How to jump to a row mid-session
Skip ahead to any future cue in Showtime. Click the row title, confirm the jump, and Overture marks the rows between as done.
When a session is running and you need to skip ahead — a speaker dropped out, a keynote ran short, the schedule collapsed — you can jump directly to a later row. Overture marks every row between the current cue and the target as done, then starts the timer on the cue you chose. A confirmation modal makes sure you don't jump by accident, and every skipped row can be undone one at a time afterward.
Who can jump rows
Jumping is a producer-level action. You must be running the show — that is, either the Owner, an Administrator or Producer on this event, or a Crew member with the Call show toggle enabled. Viewers and Crew without the call-show toggle see the cue list as static text and won't get the jump affordance.
How to jump to a later row
- Start the session in Showtime — the timer needs to be running for jumping to be available. If the session is still in the "armed / Ready to start" state, hit Start first.
- Scroll down the cue list to a future row (any row after the one currently running).
- Hover the row title — the title will turn gold, and the cursor becomes a pointer.
- Click the row title.

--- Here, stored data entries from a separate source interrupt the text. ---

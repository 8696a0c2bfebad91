//! # Binary genomes
//!
//! Bit-string individuals with bit-flip mutation. Loci can be decoded back to an
//! unsigned integer (most significant bit first) for objectives that interpret a
//! bit string as a number.
//!
//! ```rust
//! use populus::representation::binary::{decode, parse};
//!
//! let genes = parse("1011").unwrap();
//! assert_eq!(decode(&genes).unwrap(), 11);
//! ```

use rand::Rng;

use crate::breeding::{locus_rate, Context, Generator, Mutator, Probability};
use crate::error::{GeneticError, Result};
use crate::fitness::FitnessValue;
use crate::gene::Gene;
use crate::individual::{IdSequence, Individual};
use crate::rng::{bernoulli, ThreadLocalRng};

/// A single bit.
#[cfg_attr(feature = "serde", derive(serde::Serialize, serde::Deserialize))]
#[derive(Debug, Clone, Copy, PartialEq, Eq, Hash, Default)]
pub struct BinaryGene {
    bit: bool,
}

impl BinaryGene {
    pub fn new(bit: bool) -> Self {
        Self { bit }
    }

    pub fn bit(&self) -> bool {
        self.bit
    }

    pub fn set_bit(&mut self, bit: bool) {
        self.bit = bit;
    }

    pub fn flip(&mut self) {
        self.bit = !self.bit;
    }
}

impl From<bool> for BinaryGene {
    fn from(bit: bool) -> Self {
        Self::new(bit)
    }
}

impl Gene for BinaryGene {
    fn numeric(&self) -> f64 {
        if self.bit {
            1.0
        } else {
            0.0
        }
    }
}

/// Parses a string of `0`/`1` characters.
pub fn parse(pattern: &str) -> Result<Vec<BinaryGene>> {
    pattern
        .chars()
        .map(|c| match c {
            '0' => Ok(BinaryGene::new(false)),
            '1' => Ok(BinaryGene::new(true)),
            other => Err(GeneticError::Configuration(format!(
                "'{other}' is not a binary digit"
            ))),
        })
        .collect()
}

/// Renders genes as a string of `0`/`1` characters.
pub fn render(genes: &[BinaryGene]) -> String {
    genes.iter().map(|g| if g.bit { '1' } else { '0' }).collect()
}

/// Reads the bits as an unsigned integer, most significant bit first.
pub fn decode(genes: &[BinaryGene]) -> Result<u64> {
    if genes.len() > 64 {
        return Err(GeneticError::OutOfBounds(format!(
            "{} bits do not fit in 64",
            genes.len()
        )));
    }
    Ok(genes
        .iter()
        .fold(0_u64, |acc, gene| (acc << 1) | u64::from(gene.bit)))
}

/// Flips each bit with probability `rate`.
pub fn bit_flip<R>(genes: &mut [BinaryGene], rate: f64, rng: &mut R)
where
    R: Rng + ?Sized,
{
    for gene in genes {
        if bernoulli(rng, rate) {
            gene.flip();
        }
    }
}

/// Generates fixed-length bit strings.
#[derive(Debug, Clone)]
pub struct BinaryGenerator {
    length: usize,
}

impl BinaryGenerator {
    pub fn new(length: usize) -> Result<Self> {
        if length == 0 {
            return Err(GeneticError::Configuration(
                "Genome length must be at least 1".to_string(),
            ));
        }
        Ok(Self { length })
    }

    pub fn length(&self) -> usize {
        self.length
    }
}

impl<F: FitnessValue> Generator<BinaryGene, F> for BinaryGenerator {
    fn get(&self, ids: &IdSequence) -> Individual<BinaryGene, F> {
        Individual::new(ids.next_id(), vec![BinaryGene::default(); self.length])
    }

    fn get_random(&self, ids: &IdSequence) -> Individual<BinaryGene, F> {
        let mut rng = ThreadLocalRng::rng();
        let genes = (0..self.length)
            .map(|_| BinaryGene::new(rng.gen()))
            .collect();
        Individual::new(ids.next_id(), genes)
    }
}

/// Bit-flip mutation. Each locus flips with probability `1 / len` unless a rate is
/// given.
#[derive(Debug, Clone)]
pub struct BitFlipMutator {
    probability: Probability,
    flip_rate: Option<Probability>,
}

impl BitFlipMutator {
    pub fn new(probability: f64) -> Result<Self> {
        Ok(Self {
            probability: Probability::new(probability)?,
            flip_rate: None,
        })
    }

    pub fn with_flip_rate(mut self, rate: f64) -> Result<Self> {
        self.flip_rate = Some(Probability::new(rate)?);
        Ok(self)
    }
}

impl<F: FitnessValue> Mutator<BinaryGene, F> for BitFlipMutator {
    fn probability(&self) -> Probability {
        self.probability
    }

    fn mutate(
        &self,
        individual: &mut Individual<BinaryGene, F>,
        _context: &Context<'_, BinaryGene, F>,
    ) -> Result<()> {
        let rate = locus_rate(self.flip_rate, individual.len());
        bit_flip(individual.genes_mut()?, rate, &mut ThreadLocalRng::rng());
        Ok(())
    }
}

A confirmation modal opens.
The modal will say something like "Jump to 'Closing Keynote'? This will mark row 5 as done and start the timer for 'Closing Keynote'." When you skip more than one row, the wording switches to a range ("This will mark rows 5–7 as done…") so it's always clear how many cues get marked complete.
Confirming or cancelling
- Click Confirm (or press Enter — the Confirm button is auto-focused) to execute the jump.
- Click Cancel, press Esc, or click the dim backdrop outside the modal card to back out without changing anything.
What "jump" does under the hood
A jump is the same as if you had pressed Stop on each row in turn until you reached the target — only it all happens in one click, and the modal makes it intentional. Specifically:
- The currently-running row, plus every row between it and your target, gets marked done with the actual clock time of the jump as their finish time.
- The target row starts immediately — its timer begins at 0:00 and counts up toward its planned duration.
- The jump is broadcast in real time to everyone else watching this Showtime (viewers on the video wall, BigClock on a stage monitor, etc.). They see the cue list jump to the new row.
- The video-wall column (if your event has one) updates immediately to reflect the new current cue.
Why future rows only
Jumping is forward-only by design. To re-run an earlier cue you've already finished, use Restart on that row instead — it's the right tool for "the speaker wants to do that slide again." Jump is for "we are abandoning the rest of this block and moving on."
The row that's currently running is also not jumpable (clicking it would be a no-op — you can't "jump" to where you already are). Tap Stop or Advance for the running row, then jump from there if needed.
Undoing a jump
If you jumped past a row by mistake, the rows you skipped are still in the cue list — they're just marked done. Every completed row has an undo control that flips it back to incomplete. Use undo to restore the rows you didn't mean to skip, one at a time, in any order. The target row keeps running while you tidy up the history.
Tips from real shows
- Talk first, click second. Tell your stage caller you're jumping before you confirm — the cue list updates instantly on every screen, and a sudden jump on the video wall is jarring if nobody warned the room.
- Watch the range label. When the modal says "rows 5–7" instead of "row 5", three cues are about to be marked complete. Make sure that's what you intended.
- Use jumps to recover from late starts. When the open ran 8 minutes long and there's no time for the icebreaker, jumping straight to the first speaker keeps the schedule honest instead of trying to compress the next three cues by eyeballing them.
- Jumps are in the audit log. Skipped rows record their actual finish time, so post-show reporting still shows what really happened.